I also believe that we should also not allow monetary valuation to dominate the debate when the moral arguments are clear. Douglas McCauley, a professor at Stanford University argues against the central role of monetary values in decision making, suggesting that protecting ecosystem services should be framed predominantly as a moral issue; as the right thing to do, rather than reduced to the financial bottom line. McCauley suggests that policy-makers can be driven by more than the financial bottom line and believing otherwise is “akin to saying that civil-rights advocates would have been more effective if they provided economic justifications for racial integration” (McCauley 2006). 

Many social and environmental justice campaigners have experienced how decision making in the real world often does not follow evidence-based, rational processes. The reality is that decisions are made rashly and that the those in power can be manipulated or will act selfishly to win favour with one group over another. While monetary valuation clearly has some flaws, both practically and philosophically, it is another tool we can add to the toolbox. You never know when it might come in handy, but we just need to be very careful how and when to use it.

References

Chaisson, E.J., 2002. Cosmic Evolution: The Rise of Complexity in Nature. Harvard University Press, Cambridge, MA.

Costanza, R., 2006. Nature: ecosystems without commodifying them [Correspondence]. Nature 443, 749.

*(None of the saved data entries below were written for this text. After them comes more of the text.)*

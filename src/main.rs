use metrics_exporter_prometheus::PrometheusBuilder;
use std::sync::Arc;
use tracing_subscriber::EnvFilter;

use mirror_pipeline::{
    app_state::AppState,
    backends,
    config::AppConfig,
    routes,
    services::{
        notifier::{LogNotifier, Notifier, WebhookNotifier},
        orchestrator::Orchestrator,
        transport::status_channel,
    },
};

#[tokio::main]
async fn main() {
    // Initialize structured logging
    tracing_subscriber::fmt()
        .with_env_filter(
            EnvFilter::try_from_default_env().unwrap_or_else(|_| EnvFilter::new("info")),
        )
        .json()
        .init();

    // Load configuration from environment
    let config = AppConfig::from_env().expect("Failed to load configuration from environment");

    tracing::info!("Initializing mirror-pipeline");

    let prometheus_handle = PrometheusBuilder::new()
        .install_recorder()
        .expect("Failed to install Prometheus metrics recorder");
    let prometheus_handle = Arc::new(prometheus_handle);
    routes::metrics::describe();

    tokio::fs::create_dir_all(&config.work_root)
        .await
        .expect("Failed to create work root");

    let registry = backends::registry_from_config(&config).expect("Failed to initialize backends");
    tracing::info!(
        downloaders = ?registry.downloader_names(),
        uploaders = ?registry.uploader_names(),
        "Backends registered"
    );

    let notifier: Arc<dyn Notifier> = match &config.notify_webhook_url {
        Some(url) => {
            tracing::info!("Completion notices go to the configured webhook");
            Arc::new(WebhookNotifier::new(url).expect("Failed to initialize webhook notifier"))
        }
        None => Arc::new(LogNotifier),
    };

    let (transport, listener) = status_channel();
    let orchestrator = Orchestrator::new(
        config.orchestrator(),
        transport.clone(),
        registry,
        notifier,
    );

    // Nothing works without the listener, so a bind failure is fatal
    let tcp = tokio::net::TcpListener::bind(&config.bind_addr)
        .await
        .expect("Failed to bind to address");

    let status_listener = listener.start(Arc::new(orchestrator.clone()));

    let state = AppState::new(orchestrator, transport);
    let app = routes::router(state).merge(routes::metrics::router(prometheus_handle));

    tracing::info!("Server listening on {}", config.bind_addr);

    axum::serve(tcp, app)
        .with_graceful_shutdown(shutdown_signal())
        .await
        .expect("Server error");

    status_listener.stop().await;
    tracing::info!("mirror-pipeline stopped");
}

async fn shutdown_signal() {
    if let Err(e) = tokio::signal::ctrl_c().await {
        tracing::error!(error = %e, "Failed to listen for shutdown signal");
        std::future::pending::<()>().await;
    }
    tracing::info!("Shutdown signal received");
}
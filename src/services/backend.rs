//! Backend adapter contract and registry.

use async_trait::async_trait;
use std::collections::HashMap;
use std::fmt;
use std::sync::Arc;
use tokio_util::sync::CancellationToken;

use crate::models::{Capabilities, MirrorJob, Stage};

/// Everything a backend gets to work with for one stage run.
#[derive(Debug, Clone)]
pub struct StageContext {
    pub stage: Stage,
    /// Snapshot of the job record at the time the stage became active.
    pub job: MirrorJob,
    /// Cancelled when the job is torn down. Runs are also dropped at that
    /// point, so observing it is only needed for work spawned elsewhere.
    pub cancel: CancellationToken,
}

/// What a successful stage run produced.
#[derive(Debug, Clone, Default, PartialEq, Eq)]
pub struct StageOutput {
    /// Where the result lives (file path, bucket URL, share link).
    pub location: Option<String>,
}

impl StageOutput {
    pub fn at(location: impl Into<String>) -> Self {
        Self {
            location: Some(location.into()),
        }
    }
}

/// A pluggable unit performing one stage for a job.
///
/// # Cancel Safety
///
/// The orchestrator drops the `run` future when the job is cancelled.
/// Anything left in the job's work directory is removed by the teardown.
#[async_trait]
pub trait StageBackend: Send + Sync {
    fn name(&self) -> &'static str;

    async fn run(&self, ctx: &StageContext) -> Result<StageOutput, BackendError>;
}

#[derive(Debug, thiserror::Error)]
pub enum BackendError {
    #[error("HTTP transfer failed: {0}")]
    Http(#[from] reqwest::Error),

    #[error("Object storage operation failed: {0}")]
    Storage(#[from] s3::error::S3Error),

    #[error("I/O error: {0}")]
    Io(#[from] std::io::Error),

    #[error("Unsupported source or destination: {0}")]
    Unsupported(String),

    #[error("Backend configuration error: {0}")]
    Config(String),

    #[error("Stage cancelled")]
    Cancelled,

    #[error("{0}")]
    Other(String),
}

/// Backends available to the orchestrator, looked up per job.
///
/// Download and upload backends are chosen by name from the job's
/// capabilities; compression and decompression each have a single slot.
#[derive(Clone, Default)]
pub struct BackendRegistry {
    downloaders: HashMap<String, Arc<dyn StageBackend>>,
    uploaders: HashMap<String, Arc<dyn StageBackend>>,
    compressor: Option<Arc<dyn StageBackend>>,
    decompressor: Option<Arc<dyn StageBackend>>,
}

impl BackendRegistry {
    pub fn new() -> Self {
        Self::default()
    }

    pub fn with_downloader(mut self, name: impl Into<String>, backend: Arc<dyn StageBackend>) -> Self {
        self.downloaders.insert(name.into(), backend);
        self
    }

    pub fn with_uploader(mut self, name: impl Into<String>, backend: Arc<dyn StageBackend>) -> Self {
        self.uploaders.insert(name.into(), backend);
        self
    }

    pub fn with_compressor(mut self, backend: Arc<dyn StageBackend>) -> Self {
        self.compressor = Some(backend);
        self
    }

    pub fn with_decompressor(mut self, backend: Arc<dyn StageBackend>) -> Self {
        self.decompressor = Some(backend);
        self
    }

    /// The backend a job uses for `stage`, if one is registered.
    pub fn resolve(&self, stage: Stage, caps: &Capabilities) -> Option<Arc<dyn StageBackend>> {
        match stage {
            Stage::Download => self.downloaders.get(&caps.downloader).cloned(),
            Stage::Compression => self.compressor.clone(),
            Stage::Decompression => self.decompressor.clone(),
            Stage::Upload => self.uploaders.get(&caps.uploader).cloned(),
        }
    }

    /// First stage the job needs that has no backend, with the name asked for.
    pub fn missing(&self, caps: &Capabilities) -> Option<(Stage, String)> {
        [Stage::Download, Stage::Compression, Stage::Decompression, Stage::Upload]
            .into_iter()
            .filter(|stage| caps.requires(*stage))
            .find(|stage| self.resolve(*stage, caps).is_none())
            .map(|stage| {
                let name = match stage {
                    Stage::Download => caps.downloader.clone(),
                    Stage::Upload => caps.uploader.clone(),
                    other => other.to_string(),
                };
                (stage, name)
            })
    }

    pub fn downloader_names(&self) -> Vec<&str> {
        let mut names: Vec<_> = self.downloaders.keys().map(String::as_str).collect();
        names.sort_unstable();
        names
    }

    pub fn uploader_names(&self) -> Vec<&str> {
        let mut names: Vec<_> = self.uploaders.keys().map(String::as_str).collect();
        names.sort_unstable();
        names
    }
}

impl fmt::Debug for BackendRegistry {
    fn fmt(&self, f: &mut fmt::Formatter<'_>) -> fmt::Result {
        f.debug_struct("BackendRegistry")
            .field("downloaders", &self.downloader_names())
            .field("uploaders", &self.uploader_names())
            .field("compressor", &self.compressor.as_ref().map(|b| b.name()))
            .field("decompressor", &self.decompressor.as_ref().map(|b| b.name()))
            .finish()
    }
}
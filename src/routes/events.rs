use axum::extract::State;
use axum::http::StatusCode;
use axum::Json;

use crate::app_state::AppState;
use crate::models::StatusEvent;

/// POST /mirrorListener: status event ingress for out-of-process backends.
///
/// Requires a JSON body; the event is handed to the transport and handled
/// after this returns. Unknown job ids are dropped by the orchestrator.
pub async fn receive_status(
    State(state): State<AppState>,
    Json(event): Json<StatusEvent>,
) -> StatusCode {
    tracing::debug!(job_id = %event.job_id, status = %event.status, "Status event received");
    state.transport.send(event);
    StatusCode::OK
}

Costanza, R., de Groot, R., Sutton, P., van der Ploeg, S., Anderson, S.J., Kubiszewski, I., 2014. Changes in the global value of ecosystem services. Global Environ. Change, 26, 152–158.

Eigenbrod, F., Armsworth, P.R., Anderson, B.J., Heinemeyer, A., Gillings, S., Roy, D.B., Thomas, C.D. and Gaston, K.J., 2010. The impact of proxy-based methods on mapping the distribution of ecosystem services. Journal of Applied Ecology, 47(2), pp. 377-385.

McCauley, D. 2006. Selling out on nature [Commentary]. Nature 443, 7107: 27-8.

Monbiot, G., 2012. Putting a price on the rivers and rain diminishes us all. The Guardian.